After they returned, defendant told his story. Officer Carter testified that he "stated that he had known Carl Carter, Jr.'s, father for quite some time, that he was a personal friend of his, [and] that he was a mechanic....

"He decided it would be a good time to stop and talk to him about repairing his Volkswagen. That he pulled in the back of Carl [Carter], Sr.'s, house and was preparing to exit his car when little Carl, Jr., rode up on his bicycle...." Carter said he wanted a soft drink and defendant invited him into his car and drove him to his apartment. "He said the reason he wanted to take him over to his apartment was--that he liked to take pictures of little boys in the nude and he was hoping to take some pictures of Carl, Jr., in the nude. He said he went into his apartment and took him into his bedroom, and he turned on these real fancy strobe lights. And these lights began flashing [11 Cal.4th 813] [11 Cal.4th 812] on and on and he said that Carl, Jr., seemed to be fascinated with these lights."

Shortly thereafter Carl, Jr., said he wanted to leave.

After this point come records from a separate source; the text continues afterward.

use log::{info, warn};

use super::event::{EventDetector, EventKind, SimEvent};
use super::state::State;
use super::system::RdSystem;
use crate::error::RdError;

// ---------------------------------------------------------------------------
// Run drivers
// ---------------------------------------------------------------------------

/// Frames recorded by [`record_with`] plus the events detected along the way.
#[derive(Debug, Clone, Default)]
pub struct Recording {
    pub frames: Vec<State>,
    pub events: Vec<SimEvent>,
}

impl Recording {
    pub fn last(&self) -> Option<&State> {
        self.frames.last()
    }

    pub fn diverged(&self) -> bool {
        self.events.iter().any(|e| e.kind == EventKind::Diverged)
    }
}

/// Initialise, then call `update()` `n_updates` times. Returns the final state.
pub fn evolve(system: &mut RdSystem, n_updates: usize) -> Result<State, RdError> {
    system.initialise()?;
    for _ in 0..n_updates {
        system.update()?;
    }
    info!(
        "evolved {} updates ({} steps), t = {:.4}",
        n_updates,
        system.steps_taken(),
        system.time()
    );
    Ok(system.snapshot())
}

/// Initialise, then keep one snapshot after each of `n_frames` updates.
pub fn record(system: &mut RdSystem, n_frames: usize) -> Result<Vec<State>, RdError> {
    let recording = record_with(system, n_frames, &mut [])?;
    Ok(recording.frames)
}

/// Like [`record`], feeding every consecutive pair of snapshots (starting
/// with the initial state) to the detectors. Stops after a divergence.
pub fn record_with(
    system: &mut RdSystem,
    n_frames: usize,
    detectors: &mut [Box<dyn EventDetector>],
) -> Result<Recording, RdError> {
    system.initialise()?;

    let mut prev = system.snapshot();
    let mut recording = Recording {
        frames: Vec::with_capacity(n_frames),
        events: Vec::new(),
    };

    for frame in 0..n_frames {
        system.update()?;
        let current = system.snapshot();

        let mut halt = false;
        for det in detectors.iter_mut() {
            if let Some(kind) = det.check(&prev, &current) {
                if kind == EventKind::Diverged {
                    warn!("fields diverged at frame {} (t = {:.4})", frame, current.time);
                    halt = true;
                } else {
                    info!("frame {} (t = {:.4}): {:?}", frame, current.time, kind);
                }
                recording.events.push(SimEvent { frame, time: current.time, kind });
            }
        }

        recording.frames.push(current.clone());
        prev = current;
        if halt {
            break;
        }
    }

    info!(
        "recorded {} frames, {} events, t = {:.4}",
        recording.frames.len(),
        recording.events.len(),
        system.time()
    );
    Ok(recording)
}

// ---------------------------------------------------------------------------
// Tests
// ---------------------------------------------------------------------------
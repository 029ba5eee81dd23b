pub mod model;
pub mod coefficient;
pub mod presets;

pub use model::Reaction;
pub use coefficient::Coefficient;
pub use presets::{Activator, Inhibitor, NoReaction};
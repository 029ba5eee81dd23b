pub mod csv;
pub mod json;
pub mod naming;
pub mod render;

pub use naming::artifact_name;
pub use render::RenderOptions;
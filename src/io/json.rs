use std::fs::File;
use std::io::{BufWriter, Write};
use std::path::Path;

use serde::Serialize;

use crate::error::RdError;
use crate::field::{Component, FieldStats};
use crate::pattern::{Layout, PatternParams};
use crate::sim::event::SimEvent;
use crate::sim::State;

/// Summary of a finished run.
#[derive(Debug, Clone, Serialize)]
pub struct RunSummary {
    pub params: PatternParams,
    pub layout: Layout,
    pub frames: usize,
    pub elementary_steps: u64,
    pub final_time: f64,
    pub finite: bool,
    pub a: FieldStats,
    pub b: FieldStats,
    pub events: Vec<EventRecord>,
}

#[derive(Debug, Clone, Serialize)]
pub struct EventRecord {
    pub frame: usize,
    pub time: f64,
    pub kind: String,
}

impl RunSummary {
    /// Summarise the last frame. Returns `None` for an empty run.
    pub fn from_frames(
        params: &PatternParams,
        layout: &Layout,
        frames: &[State],
        events: &[SimEvent],
    ) -> Option<Self> {
        let last = frames.last()?;
        Some(RunSummary {
            params: *params,
            layout: *layout,
            frames: frames.len(),
            elementary_steps: last.step,
            final_time: last.time,
            finite: last.is_finite(),
            a: last.stats(Component::A),
            b: last.stats(Component::B),
            events: events
                .iter()
                .map(|e| EventRecord { frame: e.frame, time: e.time, kind: format!("{:?}", e.kind) })
                .collect(),
        })
    }
}

/// Write a run summary as pretty-printed JSON.
pub fn write_summary<W: Write>(writer: &mut W, summary: &RunSummary) -> Result<(), RdError> {
    serde_json::to_writer_pretty(&mut *writer, summary)?;
    writeln!(writer)?;
    Ok(())
}

/// Write a run summary JSON to a file.
pub fn write_summary_file(path: impl AsRef<Path>, summary: &RunSummary) -> Result<(), RdError> {
    let mut file = BufWriter::new(File::create(path)?);
    write_summary(&mut file, summary)?;
    file.flush()?;
    Ok(())
}
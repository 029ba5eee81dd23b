use std::fs;
use std::path::Path;

use serde::{Deserialize, Serialize};

use crate::config::{RdConfig, RdConfigBuilder};
use crate::error::RdError;
use crate::init::GaussianNoise;
use crate::reaction::{Activator, Coefficient, Inhibitor};
use crate::sim::RdSystem;

/// Period, in cells, of the spatially varying β lattice.
pub const LATTICE_PERIOD: f64 = 50.0;

// ---------------------------------------------------------------------------
// Pattern parameters: the knobs exposed by the front ends
// ---------------------------------------------------------------------------

/// Activator/inhibitor pattern parameters.
#[derive(Debug, Clone, Copy, PartialEq, Serialize, Deserialize)]
#[serde(default)]
pub struct PatternParams {
    pub da: f64,
    pub db: f64,
    pub alpha: f64,
    pub beta: f64,
    pub steps: usize,
    /// Replace the uniform β with the periodic lattice.
    pub spatial: bool,
}

impl Default for PatternParams {
    fn default() -> Self {
        Self {
            da: 1.0,
            db: 100.0,
            alpha: -0.005,
            beta: 10.0,
            steps: 150,
            spatial: false,
        }
    }
}

impl PatternParams {
    /// Load parameters from a JSON object; missing keys keep their defaults.
    pub fn from_json_file(path: impl AsRef<Path>) -> Result<Self, RdError> {
        let text = fs::read_to_string(path)?;
        Ok(serde_json::from_str(&text)?)
    }

    pub fn beta_coefficient(&self, width: usize, height: usize) -> Coefficient {
        if self.spatial {
            Coefficient::lattice(width, height, LATTICE_PERIOD)
        } else {
            Coefficient::Uniform(self.beta)
        }
    }

    pub fn config(&self, layout: &Layout, steps_per_update: usize) -> RdConfig {
        RdConfigBuilder::new()
            .diffusion(self.da, self.db)
            .grid(layout.width, layout.height)
            .dx(layout.dx)
            .dt(layout.dt)
            .steps(steps_per_update)
            .build()
    }

    /// Integrator for these parameters. `seed` makes the initial noise
    /// reproducible.
    pub fn build(&self, layout: &Layout, steps_per_update: usize, seed: Option<u64>) -> RdSystem {
        let config = self.config(layout, steps_per_update);
        let ra = Activator { alpha: self.alpha };
        let rb = Inhibitor { beta: self.beta_coefficient(layout.width, layout.height) };
        let noise = match seed {
            Some(seed) => GaussianNoise::seeded(0.0, 0.05, seed),
            None => GaussianNoise::default(),
        };
        RdSystem::new(config, ra, rb).with_initialiser(noise)
    }
}

// ---------------------------------------------------------------------------
// Grid layouts
// ---------------------------------------------------------------------------

#[derive(Debug, Clone, Copy, PartialEq, Serialize, Deserialize)]
pub struct Layout {
    pub width: usize,
    pub height: usize,
    pub dx: f64,
    pub dt: f64,
}

impl Layout {
    /// 100×100 grid used by the command-line generator.
    pub fn command_line() -> Self {
        Self { width: 100, height: 100, dx: 1.0, dt: 0.001 }
    }

    /// 200×200 grid used by the interactive viewer.
    pub fn interactive() -> Self {
        Self { width: 200, height: 200, dx: 1.0, dt: 0.001 }
    }
}

/// Elementary steps per `update()` in the interactive viewer.
pub const INTERACTIVE_STEPS_PER_UPDATE: usize = 100;

#[cfg(test)]
mod tests {
    use super::*;
    use std::io::Write;

    #[test]
    fn defaults_match_generator() {
        let p = PatternParams::default();
        assert_eq!((p.da, p.db, p.alpha, p.beta, p.steps), (1.0, 100.0, -0.005, 10.0, 150));
        assert!(!p.spatial);
        assert!(p.config(&Layout::command_line(), p.steps).is_stable());
    }

    #[test]
    fn spatial_switches_beta() {
        let p = PatternParams { spatial: true, ..Default::default() };
        assert!(p.beta_coefficient(10, 10).is_spatial());
        assert_eq!(PatternParams::default().beta_coefficient(10, 10), Coefficient::Uniform(10.0));
    }

    #[test]
    fn build_uses_layout() {
        let layout = Layout { width: 12, height: 9, dx: 1.0, dt: 0.001 };
        let mut sys = PatternParams::default().build(&layout, 3, Some(1));
        sys.initialise().unwrap();
        sys.update().unwrap();
        assert_eq!(sys.a().shape(), (12, 9));
        assert_eq!(sys.steps_taken(), 3);
        assert_eq!(sys.config().db, 100.0);
    }

    #[test]
    fn seeded_builds_agree() {
        let layout = Layout { width: 6, height: 6, dx: 1.0, dt: 0.001 };
        let p = PatternParams { spatial: true, ..Default::default() };
        let mut s1 = p.build(&layout, 2, Some(9));
        let mut s2 = p.build(&layout, 2, Some(9));
        for s in [&mut s1, &mut s2] {
            s.initialise().unwrap();
            s.update().unwrap();
        }
        assert_eq!(s1.a(), s2.a());
    }

    #[test]
    fn partial_json_keeps_defaults() {
        let dir = std::env::temp_dir().join(format!("turing-rd-params-{}", std::process::id()));
        std::fs::create_dir_all(&dir).unwrap();
        let path = dir.join("params.json");
        let mut f = std::fs::File::create(&path).unwrap();
        writeln!(f, "{{\"db\": 40.0, \"spatial\": true}}").unwrap();

        let p = PatternParams::from_json_file(&path).unwrap();
        assert_eq!(p.db, 40.0);
        assert!(p.spatial);
        assert_eq!(p.alpha, -0.005);
        std::fs::remove_dir_all(&dir).unwrap();
    }
}
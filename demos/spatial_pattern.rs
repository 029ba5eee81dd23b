use turing_rd::io::{artifact_name, render, RenderOptions};
use turing_rd::integrator;
use turing_rd::pattern::{Layout, PatternParams};
use turing_rd::types::Component;

fn main() -> Result<(), turing_rd::RdError> {
    let params = PatternParams { spatial: true, steps: 40, ..Default::default() };
    let layout = Layout::command_line();

    let mut system = params.build(&layout, 100, Some(2024));
    println!("Simulating {:?} on {}x{}...", params, layout.width, layout.height);
    let state = integrator::evolve(&mut system, params.steps)?;

    let a = state.stats(Component::A);
    let b = state.stats(Component::B);
    println!("t = {:.3} ({} steps)", state.time, state.step);
    println!("A: min {:+.4}  max {:+.4}  mean {:+.4}", a.min, a.max, a.mean);
    println!("B: min {:+.4}  max {:+.4}  mean {:+.4}", b.min, b.max, b.mean);

    let path = artifact_name("spatial", &params, "png");
    render::save_png(&path, &state, &RenderOptions::default())?;
    println!("Wrote {}", path);
    Ok(())
}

This made defendant angry. He "grabbed the clothesline that he had on the nightstand there and put it around Carl, Jr.'s, neck and choked him. He says he then threw him on the bed and that he took off his clothes and that Carl--then he took off Carl, Jr.'s, clothes, all except his T-shirt, and he said that sometime he taped his hands behind his back with masking tape that he had on the nightstand." He then tried to engage in anal intercourse with Carter's dead body.

After this, he knew that he needed an alibi, and he decided to use the victim's father for the purpose. "[H]e knew that he had to get his Volkswagen fixed so he tried to call Carl, Sr., to see if he could get his Volkswagen fixed and Carl said that he could."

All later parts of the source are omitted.